Exercise directions - What is the number of lines in the data below that contain "insert"? Answer with that number and no other words.

Dataset entries:

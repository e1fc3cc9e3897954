//! Plain requirement list emitter
//!
//! Renders one requirement per line. Markers are part of the requirement
//! syntax here, so every merged entry is expressible.

use crate::domain::{Entry, OutputKind};
use crate::emit::{EmitContext, ManifestEmitter, GENERATED_BANNER};
use crate::error::EmitError;

/// Emitter for newline-delimited requirement lists
pub struct RequirementsEmitter;

impl ManifestEmitter for RequirementsEmitter {
    fn kind(&self) -> OutputKind {
        OutputKind::RequirementList
    }

    fn render(&self, _ctx: &EmitContext<'_>, entries: &[Entry]) -> Result<String, EmitError> {
        let mut body = String::new();
        body.push_str(&format!("# {}\n", GENERATED_BANNER));
        for entry in entries {
            body.push_str(&entry.requirement.full_text());
            body.push('\n');
        }
        Ok(body)
    }
}
//! Progress display for manifest compilation
//!
//! Wraps indicatif behind a small reporter that stays silent in quiet mode,
//! so the orchestrator never branches on visibility itself.

use indicatif::{ProgressBar, ProgressStyle};
use std::time::Duration;

const TICK_MILLIS: u64 = 90;

/// Progress reporter for the compile workflow
pub struct Progress {
    bar: Option<ProgressBar>,
    enabled: bool,
}

impl Progress {
    /// Create a reporter; a disabled one swallows every call
    pub fn new(enabled: bool) -> Self {
        Self { bar: None, enabled }
    }

    /// Create a disabled progress reporter
    pub fn disabled() -> Self {
        Self::new(false)
    }

    /// Show an indeterminate spinner while parsing the specification
    pub fn spinner(&mut self, message: &str) {
        if !self.enabled {
            return;
        }
        let style = ProgressStyle::default_spinner()
            .template("{spinner:.green} {msg}")
            .expect("Invalid template");
        let bar = ProgressBar::new_spinner().with_style(style).with_message(message.to_string());
        bar.enable_steady_tick(Duration::from_millis(TICK_MILLIS));
        self.bar = Some(bar);
    }

    /// Track a fixed number of emit jobs
    pub fn start(&mut self, total: u64, message: &str) {
        if !self.enabled {
            return;
        }
        let style = ProgressStyle::default_bar()
            .template("{msg} {wide_bar:.green} {pos}/{len}")
            .expect("Invalid template");
        let bar = ProgressBar::new(total).with_style(style).with_message(message.to_string());
        self.bar = Some(bar);
    }

    /// Record one finished job
    pub fn inc(&self) {
        if let Some(bar) = &self.bar {
            bar.inc(1);
        }
    }

    /// Replace the displayed message
    pub fn set_message(&self, message: &str) {
        if let Some(bar) = &self.bar {
            bar.set_message(message.to_string());
        }
    }

    /// Remove the current spinner or bar from the terminal
    pub fn finish_and_clear(&mut self) {
        if let Some(bar) = self.bar.take() {
            bar.finish_and_clear();
        }
    }
}

impl Default for Progress {
    fn default() -> Self {
        Self::new(true)
    }
}
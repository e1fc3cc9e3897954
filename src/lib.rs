//! depmat - Dependency matrix compiler library
//!
//! This library compiles one declarative specification of packages, grouped
//! into named sets and varying across build axes, into concrete dependency
//! manifests:
//! - Conda-style environment files (YAML)
//! - Plain requirement lists
//! - Packaging-metadata fragments (TOML extras tables)

pub mod cli;
pub mod domain;
pub mod emit;
pub mod error;
pub mod matrix;
pub mod merge;
pub mod orchestrator;
pub mod output;
pub mod progress;
pub mod schema;
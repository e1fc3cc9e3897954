//! depmat - Dependency matrix compiler CLI tool
//!
//! Reads one specification document and writes every applicable output
//! manifest: environment files, requirement lists and packaging-metadata
//! fragments, one per (file spec, matrix point, output kind).

use clap::Parser;
use depmat::cli::CliArgs;
use depmat::orchestrator::Compiler;
use depmat::output::{create_formatter, OutputConfig};
use std::io::{self, Write};
use std::process::ExitCode;

#[tokio::main]
async fn main() -> ExitCode {
    let args = CliArgs::parse();

    match run(args).await {
        Ok(exit_code) => exit_code,
        Err(e) => {
            eprintln!("Error: {}", e);
            ExitCode::FAILURE
        }
    }
}

/// Main application logic
async fn run(args: CliArgs) -> anyhow::Result<ExitCode> {
    if args.verbose {
        eprintln!("depmat v{}", env!("CARGO_PKG_VERSION"));
        eprintln!("Specification: {}", args.spec.display());
        if args.dry_run {
            eprintln!("Mode: dry-run");
        }
    }

    let compiler = Compiler::new(args.clone());

    // --list prints the planned output paths without compiling bodies
    if args.list {
        let jobs = compiler.plan()?;
        let mut stdout = io::stdout().lock();
        for job in jobs {
            writeln!(stdout, "{}", job.path.display())?;
        }
        stdout.flush()?;
        return Ok(ExitCode::SUCCESS);
    }

    let outcome = compiler.run().await?;

    // Create output formatter based on CLI options
    let output_config = OutputConfig::from_cli(args.json, args.verbose, args.quiet, args.dry_run);
    let formatter = create_formatter(output_config);

    let mut stdout = io::stdout().lock();
    formatter.format(&outcome, &mut stdout)?;
    stdout.flush()?;

    if outcome.errors.is_empty() {
        Ok(ExitCode::SUCCESS)
    } else {
        // Partial success - some outputs failed to render or write
        Ok(ExitCode::from(2))
    }
}
//! Core domain models for depmat
//!
//! This module contains the fundamental types used throughout the compiler:
//! - Output kinds for the supported manifest syntaxes
//! - Package entries with requirement text and output-type restrictions
//! - Build axes, matrix points and selectors
//! - Dependency sets and file specs forming the immutable model
//! - Summary and result structures

mod axis;
mod dependency_set;
mod entry;
mod file_spec;
mod matrix_point;
mod model;
mod output_kind;
mod selector;
mod summary;

pub use axis::{Axis, AxisTable};
pub use dependency_set::{DependencySet, SpecificGroup};
pub use entry::{Entry, OutputRestriction, Requirement};
pub use file_spec::FileSpec;
pub use matrix_point::{Coord, MatrixPoint};
pub use model::Model;
pub use output_kind::OutputKind;
pub use selector::{AxisConstraint, AxisRule, Selector};
pub use summary::{CompileSummary, FileCompileResult};
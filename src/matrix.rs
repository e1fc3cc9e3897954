//! Matrix expansion
//!
//! Expands the axes a file spec varies over into the full cross-product of
//! matrix points. Points come out in row-major order: axes in their global
//! declaration order with earlier axes varying slowest, values in their
//! declared order. Downstream file naming and iteration order rely on this.

use crate::domain::{AxisTable, Coord, MatrixPoint};

/// Expands the cross-product of matrix points for a file spec.
///
/// `varied` lists the axis names the file spec varies over; the remaining
/// global axes are pinned to their default (first declared) value so every
/// point is a total assignment. Zero varied axes yield exactly one
/// fully-pinned point, the unconditional output.
pub fn expand(axes: &AxisTable, varied: &[String]) -> Vec<MatrixPoint> {
    // Per-axis candidate values, global declaration order
    let lanes: Vec<(&str, Vec<&str>, bool)> = axes
        .iter()
        .map(|axis| {
            let is_varied = varied.iter().any(|v| v == &axis.name);
            let values: Vec<&str> = if is_varied {
                axis.values.iter().map(String::as_str).collect()
            } else {
                vec![axis.default_value()]
            };
            (axis.name.as_str(), values, is_varied)
        })
        .collect();

    let total: usize = lanes.iter().map(|(_, values, _)| values.len()).product();
    let mut points = Vec::with_capacity(total);

    // Odometer over the lanes, last axis ticking fastest
    let mut indices = vec![0usize; lanes.len()];
    for _ in 0..total {
        let coords = lanes
            .iter()
            .zip(&indices)
            .map(|((name, values, is_varied), &i)| Coord {
                axis: (*name).to_string(),
                value: values[i].to_string(),
                varied: *is_varied,
            })
            .collect();
        points.push(MatrixPoint::new(coords));

        for lane in (0..lanes.len()).rev() {
            indices[lane] += 1;
            if indices[lane] < lanes[lane].1.len() {
                break;
            }
            indices[lane] = 0;
        }
    }

    points
}
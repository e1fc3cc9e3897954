//! Packaging-metadata fragment emitter
//!
//! Renders an `[project.optional-dependencies]` TOML table keyed by the file
//! spec name. Requirement strings follow packaging conventions, markers
//! included, so every merged entry is expressible.

use toml::Value;

use crate::domain::{Entry, OutputKind};
use crate::emit::{EmitContext, ManifestEmitter, GENERATED_BANNER};
use crate::error::EmitError;

/// Emitter for packaging-metadata TOML fragments
pub struct PackagingEmitter;

impl ManifestEmitter for PackagingEmitter {
    fn kind(&self) -> OutputKind {
        OutputKind::PackagingMetadata
    }

    fn render(&self, ctx: &EmitContext<'_>, entries: &[Entry]) -> Result<String, EmitError> {
        let requirements: Vec<Value> = entries
            .iter()
            .map(|entry| Value::String(entry.requirement.full_text()))
            .collect();

        let mut extras = toml::map::Map::new();
        extras.insert(ctx.file.to_string(), Value::Array(requirements));

        let mut project = toml::map::Map::new();
        project.insert("optional-dependencies".to_string(), Value::Table(extras));

        let mut root = toml::map::Map::new();
        root.insert("project".to_string(), Value::Table(project));

        let body = toml::to_string(&Value::Table(root))
            .map_err(|e| EmitError::serialize(self.kind(), e.to_string()))?;

        Ok(format!("# {}\n{}", GENERATED_BANNER, body))
    }
}
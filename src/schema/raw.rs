//! Raw specification document structures
//!
//! First parsing stage: the YAML text is walked into loosely-typed raw
//! structures that preserve declaration order everywhere it matters. The
//! top-level name tables (`axes`, `files`, `sets`) are iterated as ordered
//! mappings rather than collected into hash maps, so duplicate names are
//! detected instead of silently overwriting. Validation into the domain
//! model happens in a second stage.

use serde::Deserialize;
use serde_yaml::{Mapping, Value};

use crate::error::SchemaError;

/// One entry in its raw form: a bare requirement string or the long form
/// with an explicit output restriction
#[derive(Debug, Clone, Deserialize)]
#[serde(untagged)]
pub enum RawEntry {
    /// `- numpy>=1.21`
    Text(String),
    /// `- {package: pip, outputs: [requirement-list]}`
    Detailed {
        package: String,
        #[serde(default)]
        outputs: Option<Vec<String>>,
    },
}

/// A value that may be written as one item or a list of items
#[derive(Debug, Clone, Deserialize)]
#[serde(untagged)]
pub enum OneOrMany<T> {
    One(T),
    Many(Vec<T>),
}

impl<T> OneOrMany<T> {
    /// Normalizes to a list
    pub fn into_vec(self) -> Vec<T> {
        match self {
            OneOrMany::One(item) => vec![item],
            OneOrMany::Many(items) => items,
        }
    }
}

/// Raw body of one file spec
#[derive(Debug, Clone, Deserialize)]
pub struct RawFile {
    /// Output kind or list of kinds
    pub output: OneOrMany<String>,
    /// Axis names this file varies over
    #[serde(default)]
    pub matrix: Vec<String>,
    /// Dependency set names to include, in order
    #[serde(default)]
    pub includes: Vec<String>,
}

/// Raw body of one specific group
#[derive(Debug, Clone, Deserialize)]
pub struct RawGroup {
    /// Partial matrix constraint; absent or empty means always-match
    #[serde(rename = "match", default)]
    pub selector: Option<Mapping>,
    /// Entries contributed when the constraint matches
    pub entries: Vec<RawEntry>,
}

/// Raw body of one dependency set
#[derive(Debug, Clone, Default, Deserialize)]
pub struct RawSet {
    /// Unconditional entries
    #[serde(default)]
    pub common: Vec<RawEntry>,
    /// Matrix-conditional groups
    #[serde(default)]
    pub specific: Vec<RawGroup>,
}

/// The whole document in raw form, declaration order preserved
#[derive(Debug, Clone, Default)]
pub struct RawDocument {
    /// Channel list passed through into environment outputs
    pub channels: Vec<String>,
    /// Global axes: name to ordered value list
    pub axes: Vec<(String, Vec<String>)>,
    /// Named file specs
    pub files: Vec<(String, RawFile)>,
    /// Named dependency sets
    pub sets: Vec<(String, RawSet)>,
}

impl RawDocument {
    /// Parses the specification text into the raw document form
    pub fn parse(text: &str) -> Result<Self, SchemaError> {
        let root: Value =
            serde_yaml::from_str(text).map_err(|e| SchemaError::document(e.to_string()))?;
        let Value::Mapping(root) = root else {
            return Err(SchemaError::document("top level must be a mapping"));
        };

        let mut doc = RawDocument::default();

        for (key, value) in root {
            let Some(key) = scalar_to_string(&key) else {
                return Err(SchemaError::document("top-level keys must be scalars"));
            };
            match key.as_str() {
                "channels" => doc.channels = string_list(&value, "channels")?,
                "axes" => doc.axes = parse_axes(value)?,
                "files" => doc.files = parse_files(value)?,
                "sets" => doc.sets = parse_sets(value)?,
                // Unrecognized top-level keys are opaque configuration for
                // surrounding tooling and pass through untouched
                _ => {}
            }
        }

        Ok(doc)
    }
}

fn parse_axes(value: Value) -> Result<Vec<(String, Vec<String>)>, SchemaError> {
    let mapping = expect_mapping(value, "axes")?;
    let mut axes: Vec<(String, Vec<String>)> = Vec::new();
    for (key, value) in mapping {
        let Some(name) = scalar_to_string(&key) else {
            return Err(SchemaError::document("axis names must be scalars"));
        };
        if axes.iter().any(|(n, _)| n == &name) {
            return Err(SchemaError::DuplicateAxis { name });
        }
        let values = string_list(&value, &format!("axis '{}'", name))?;
        axes.push((name, values));
    }
    Ok(axes)
}

fn parse_files(value: Value) -> Result<Vec<(String, RawFile)>, SchemaError> {
    let mapping = expect_mapping(value, "files")?;
    let mut files: Vec<(String, RawFile)> = Vec::new();
    for (key, value) in mapping {
        let Some(name) = scalar_to_string(&key) else {
            return Err(SchemaError::document("file spec names must be scalars"));
        };
        if files.iter().any(|(n, _)| n == &name) {
            return Err(SchemaError::DuplicateFile { name });
        }
        let file: RawFile = serde_yaml::from_value(value)
            .map_err(|e| SchemaError::document(format!("file spec '{}': {}", name, e)))?;
        files.push((name, file));
    }
    Ok(files)
}

fn parse_sets(value: Value) -> Result<Vec<(String, RawSet)>, SchemaError> {
    let mapping = expect_mapping(value, "sets")?;
    let mut sets: Vec<(String, RawSet)> = Vec::new();
    for (key, value) in mapping {
        let Some(name) = scalar_to_string(&key) else {
            return Err(SchemaError::document("set names must be scalars"));
        };
        if sets.iter().any(|(n, _)| n == &name) {
            return Err(SchemaError::DuplicateSet { name });
        }
        let set: RawSet = serde_yaml::from_value(value)
            .map_err(|e| SchemaError::document(format!("set '{}': {}", name, e)))?;
        sets.push((name, set));
    }
    Ok(sets)
}

fn expect_mapping(value: Value, context: &str) -> Result<Mapping, SchemaError> {
    match value {
        Value::Mapping(mapping) => Ok(mapping),
        Value::Null => Ok(Mapping::new()),
        _ => Err(SchemaError::document(format!(
            "'{}' must be a mapping",
            context
        ))),
    }
}

fn string_list(value: &Value, context: &str) -> Result<Vec<String>, SchemaError> {
    let Value::Sequence(items) = value else {
        return Err(SchemaError::document(format!(
            "'{}' must be a list",
            context
        )));
    };
    items
        .iter()
        .map(|item| {
            scalar_to_string(item).ok_or_else(|| {
                SchemaError::document(format!("'{}' entries must be scalars", context))
            })
        })
        .collect()
}

/// Coerces YAML scalars to strings so unquoted numbers (`12.0`) behave like
/// their quoted spellings
pub(crate) fn scalar_to_string(value: &Value) -> Option<String> {
    match value {
        Value::String(s) => Some(s.clone()),
        Value::Number(n) => Some(n.to_string()),
        Value::Bool(b) => Some(b.to_string()),
        _ => None,
    }
}
//! Matrix constraint selectors
//!
//! A selector is the compiled form of a specific-group `match` mapping. It is
//! total over the global axis vocabulary: every axis carries an explicit rule,
//! either a required value or a wildcard, so matching never depends on
//! key-absence checks.

use super::{AxisTable, MatrixPoint};
use serde::{Deserialize, Serialize};
use std::fmt;

/// Rule for one axis
#[derive(Debug, Clone, PartialEq, Eq, Serialize, Deserialize)]
#[serde(rename_all = "kebab-case")]
pub enum AxisRule {
    /// Any value of the axis matches
    Any,
    /// Only the given value matches
    Equals(String),
}

/// Per-axis constraint within a selector
#[derive(Debug, Clone, PartialEq, Eq, Serialize, Deserialize)]
pub struct AxisConstraint {
    /// Axis name
    pub axis: String,
    /// Matching rule for that axis
    pub rule: AxisRule,
}

/// A total constraint over the global axis vocabulary
#[derive(Debug, Clone, PartialEq, Eq, Serialize, Deserialize)]
pub struct Selector {
    constraints: Vec<AxisConstraint>,
}

impl Selector {
    /// Creates a selector from per-axis constraints in axis declaration order
    pub fn new(constraints: Vec<AxisConstraint>) -> Self {
        Self { constraints }
    }

    /// Creates the always-matching selector: a wildcard for every global axis
    pub fn always(axes: &AxisTable) -> Self {
        Self {
            constraints: axes
                .iter()
                .map(|axis| AxisConstraint {
                    axis: axis.name.clone(),
                    rule: AxisRule::Any,
                })
                .collect(),
        }
    }

    /// Returns true if the matrix point satisfies every axis rule
    pub fn matches(&self, point: &MatrixPoint) -> bool {
        self.constraints.iter().all(|c| match &c.rule {
            AxisRule::Any => true,
            AxisRule::Equals(required) => point.value_of(&c.axis) == Some(required.as_str()),
        })
    }

    /// Returns true if every rule is a wildcard
    pub fn is_unconstrained(&self) -> bool {
        self.constraints
            .iter()
            .all(|c| matches!(c.rule, AxisRule::Any))
    }

    /// Iterates the per-axis constraints
    pub fn constraints(&self) -> impl Iterator<Item = &AxisConstraint> {
        self.constraints.iter()
    }
}

impl fmt::Display for Selector {
    fn fmt(&self, f: &mut fmt::Formatter<'_>) -> fmt::Result {
        let required: Vec<String> = self
            .constraints
            .iter()
            .filter_map(|c| match &c.rule {
                AxisRule::Any => None,
                AxisRule::Equals(value) => Some(format!("{}={}", c.axis, value)),
            })
            .collect();
        if required.is_empty() {
            write!(f, "any")
        } else {
            write!(f, "{}", required.join(", "))
        }
    }
}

Written answer - 3